■ **WHAT TO WORK ON**: Return the lines below that contain the word "best".
= = = = =
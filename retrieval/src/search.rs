//! Search strategies over the index store.
//!
//! All three strategies are pure read-only functions over the current
//! store snapshot: cosine similarity against every candidate, a stable
//! descending sort (score ties keep insertion order), and truncation to
//! the requested result count. The engine embeds the query and takes the
//! read lock before calling in here.

use loupe_embeddings::similarity::cosine_similarity;
use loupe_index::{FileMeta, IndexStore};
use ordered_float::OrderedFloat;
use serde::{Deserialize, Serialize};

/// A file-level search result.
#[derive(Debug, Clone, Serialize, Deserialize)]
pub struct FileHit {
    /// Project-relative path of the file.
    pub path: String,

    /// Cosine similarity to the query, in `[-1, 1]`.
    pub score: f32,

    /// Metadata of the file.
    pub meta: FileMeta,
}

/// A chunk-level search result.
#[derive(Debug, Clone, Serialize, Deserialize)]
pub struct ChunkHit {
    /// Project-relative path of the owning file.
    pub path: String,

    /// 0-based chunk position within the file.
    pub chunk_index: u32,

    /// Leading characters of the chunk text.
    pub preview: String,

    /// Cosine similarity to the query, in `[-1, 1]`.
    pub score: f32,
}

/// Rank whole files against a query vector.
///
/// Returns at most `top_k` hits in descending score order. An empty store
/// or `top_k == 0` yields an empty vector.
pub fn search_files(store: &IndexStore, query: &[f32], top_k: usize) -> Vec<FileHit> {
    if top_k == 0 {
        return Vec::new();
    }

    let mut hits: Vec<FileHit> = store
        .files()
        .filter_map(|record| {
            let score = cosine_similarity(query, &record.vector).ok()?;
            let meta = store.meta(&record.path)?.clone();
            Some(FileHit {
                path: record.path.clone(),
                score,
                meta,
            })
        })
        .collect();

    hits.sort_by(|a, b| OrderedFloat(b.score).cmp(&OrderedFloat(a.score)));
    hits.truncate(top_k);
    hits
}

/// Rank individual chunks against a query vector.
///
/// Operates over the full chunk set, so `top_k` may legitimately exceed
/// the number of distinct files.
pub fn search_chunks(store: &IndexStore, query: &[f32], top_k: usize) -> Vec<ChunkHit> {
    if top_k == 0 {
        return Vec::new();
    }

    let mut hits: Vec<ChunkHit> = store
        .chunks()
        .filter_map(|record| {
            let score = cosine_similarity(query, &record.vector).ok()?;
            Some(ChunkHit {
                path: record.path.clone(),
                chunk_index: record.chunk_index,
                preview: record.text_preview.clone(),
                score,
            })
        })
        .collect();

    hits.sort_by(|a, b| OrderedFloat(b.score).cmp(&OrderedFloat(a.score)));
    hits.truncate(top_k);
    hits
}

/// Two-stage search: best files first, then the best chunks within each.
///
/// Stage 1 ranks files and keeps `file_top_k` candidates; stage 2 ranks
/// each candidate's own chunks and keeps `chunks_per_file` of them. The
/// output concatenates the per-file groups in stage-1 rank order — it is
/// deliberately not re-sorted globally, so chunks stay grouped with the
/// files that earned their place.
pub fn search_hierarchical(
    store: &IndexStore,
    query: &[f32],
    file_top_k: usize,
    chunks_per_file: usize,
) -> Vec<ChunkHit> {
    if file_top_k == 0 || chunks_per_file == 0 {
        return Vec::new();
    }

    let mut results = Vec::new();
    for file_hit in search_files(store, query, file_top_k) {
        let mut hits: Vec<ChunkHit> = store
            .chunks_for(&file_hit.path)
            .filter_map(|record| {
                let score = cosine_similarity(query, &record.vector).ok()?;
                Some(ChunkHit {
                    path: record.path.clone(),
                    chunk_index: record.chunk_index,
                    preview: record.text_preview.clone(),
                    score,
                })
            })
            .collect();

        hits.sort_by(|a, b| OrderedFloat(b.score).cmp(&OrderedFloat(a.score)));
        hits.truncate(chunks_per_file);
        results.extend(hits);
    }

    results
}

#[cfg(test)]
mod tests {
    use super::*;
    use loupe_index::{ChunkRecord, FileRecord};
    use pretty_assertions::assert_eq;
    use std::path::PathBuf;

    fn add(store: &mut IndexStore, path: &str, file_vector: Vec<f32>, chunk_vectors: Vec<Vec<f32>>) {
        let chunks: Vec<ChunkRecord> = chunk_vectors
            .into_iter()
            .enumerate()
            .map(|(i, vector)| ChunkRecord {
                path: path.to_string(),
                chunk_index: i as u32,
                text_preview: format!("{path} chunk {i}"),
                vector,
            })
            .collect();
        let meta = FileMeta {
            absolute_path: PathBuf::from("/project").join(path),
            extension: "txt".to_string(),
            size_bytes: 1,
            chunk_count: chunks.len() as u32,
        };
        let file = FileRecord {
            path: path.to_string(),
            extension: "txt".to_string(),
            size_bytes: 1,
            vector: file_vector,
        };
        store.upsert(file, chunks, meta).unwrap();
    }

    fn sample_store() -> IndexStore {
        let mut store = IndexStore::new();
        // "far" points away from the query axis, "near" along it,
        // "middle" in between.
        add(&mut store, "far.txt", vec![0.0, 1.0], vec![vec![0.0, 1.0]]);
        add(
            &mut store,
            "near.txt",
            vec![1.0, 0.0],
            vec![vec![1.0, 0.0], vec![0.9, 0.1]],
        );
        add(
            &mut store,
            "middle.txt",
            vec![0.7, 0.7],
            vec![vec![0.7, 0.7]],
        );
        store
    }

    #[test]
    fn test_search_files_orders_by_score() {
        let store = sample_store();
        let hits = search_files(&store, &[1.0, 0.0], 10);

        let order: Vec<&str> = hits.iter().map(|h| h.path.as_str()).collect();
        assert_eq!(order, vec!["near.txt", "middle.txt", "far.txt"]);
        assert!(hits.windows(2).all(|w| w[0].score >= w[1].score));
    }

    #[test]
    fn test_search_files_truncates_to_top_k() {
        let store = sample_store();
        assert_eq!(search_files(&store, &[1.0, 0.0], 2).len(), 2);
        assert_eq!(search_files(&store, &[1.0, 0.0], 100).len(), 3);
    }

    #[test]
    fn test_search_files_top_k_zero() {
        let store = sample_store();
        assert!(search_files(&store, &[1.0, 0.0], 0).is_empty());
    }

    #[test]
    fn test_search_empty_store() {
        let store = IndexStore::new();
        assert!(search_files(&store, &[1.0, 0.0], 5).is_empty());
        assert!(search_chunks(&store, &[1.0, 0.0], 5).is_empty());
        assert!(search_hierarchical(&store, &[1.0, 0.0], 5, 5).is_empty());
    }

    #[test]
    fn test_score_ties_keep_insertion_order() {
        let mut store = IndexStore::new();
        add(&mut store, "second.txt", vec![1.0, 0.0], vec![vec![1.0, 0.0]]);
        add(&mut store, "first.txt", vec![2.0, 0.0], vec![vec![2.0, 0.0]]);

        // Cosine is scale-invariant: both score exactly 1.0.
        let hits = search_files(&store, &[1.0, 0.0], 2);
        let order: Vec<&str> = hits.iter().map(|h| h.path.as_str()).collect();
        assert_eq!(order, vec!["second.txt", "first.txt"]);
    }

    #[test]
    fn test_search_chunks_can_return_several_per_file() {
        let store = sample_store();
        let hits = search_chunks(&store, &[1.0, 0.0], 3);

        assert_eq!(hits.len(), 3);
        assert_eq!(hits[0].path, "near.txt");
        assert_eq!(hits[1].path, "near.txt");
        assert_eq!((hits[0].chunk_index, hits[1].chunk_index), (0, 1));
    }

    #[test]
    fn test_hierarchical_keeps_file_rank_order() {
        let mut store = IndexStore::new();
        // best.txt wins at file level, but worse.txt holds the single
        // highest-scoring chunk. The locality bias must keep best.txt's
        // chunks first anyway.
        add(
            &mut store,
            "best.txt",
            vec![1.0, 0.0],
            vec![vec![0.8, 0.2], vec![0.7, 0.3]],
        );
        add(
            &mut store,
            "worse.txt",
            vec![0.5, 0.5],
            vec![vec![1.0, 0.0]],
        );

        let hits = search_hierarchical(&store, &[1.0, 0.0], 2, 1);
        let order: Vec<&str> = hits.iter().map(|h| h.path.as_str()).collect();
        assert_eq!(order, vec!["best.txt", "worse.txt"]);
        // Within best.txt the higher-scoring chunk was selected.
        assert_eq!(hits[0].chunk_index, 0);
    }

    #[test]
    fn test_hierarchical_zero_parameters() {
        let store = sample_store();
        assert!(search_hierarchical(&store, &[1.0, 0.0], 0, 5).is_empty());
        assert!(search_hierarchical(&store, &[1.0, 0.0], 5, 0).is_empty());
    }

    #[test]
    fn test_hierarchical_bounds() {
        let store = sample_store();
        let hits = search_hierarchical(&store, &[1.0, 0.0], 2, 2);

        // At most chunks_per_file chunks from each of the top files.
        assert!(hits.len() <= 4);
        let near_chunks = hits.iter().filter(|h| h.path == "near.txt").count();
        assert!(near_chunks <= 2);
    }

    #[test]
    fn test_dimension_mismatch_yields_no_hits() {
        let store = sample_store();
        // A query of the wrong dimension cannot be scored against any
        // record; degrade to zero results rather than failing.
        assert!(search_files(&store, &[1.0, 0.0, 0.0], 5).is_empty());
    }
}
= = = = =
■ **WRITTEN SOLUTION**:
/// Two-stage search: best files first, then the best chunks within each.
        // best.txt wins at file level, but worse.txt holds the single
        // highest-scoring chunk. The locality bias must keep best.txt's
            "best.txt",
        assert_eq!(order, vec!["best.txt", "worse.txt"]);
        // Within best.txt the higher-scoring chunk was selected.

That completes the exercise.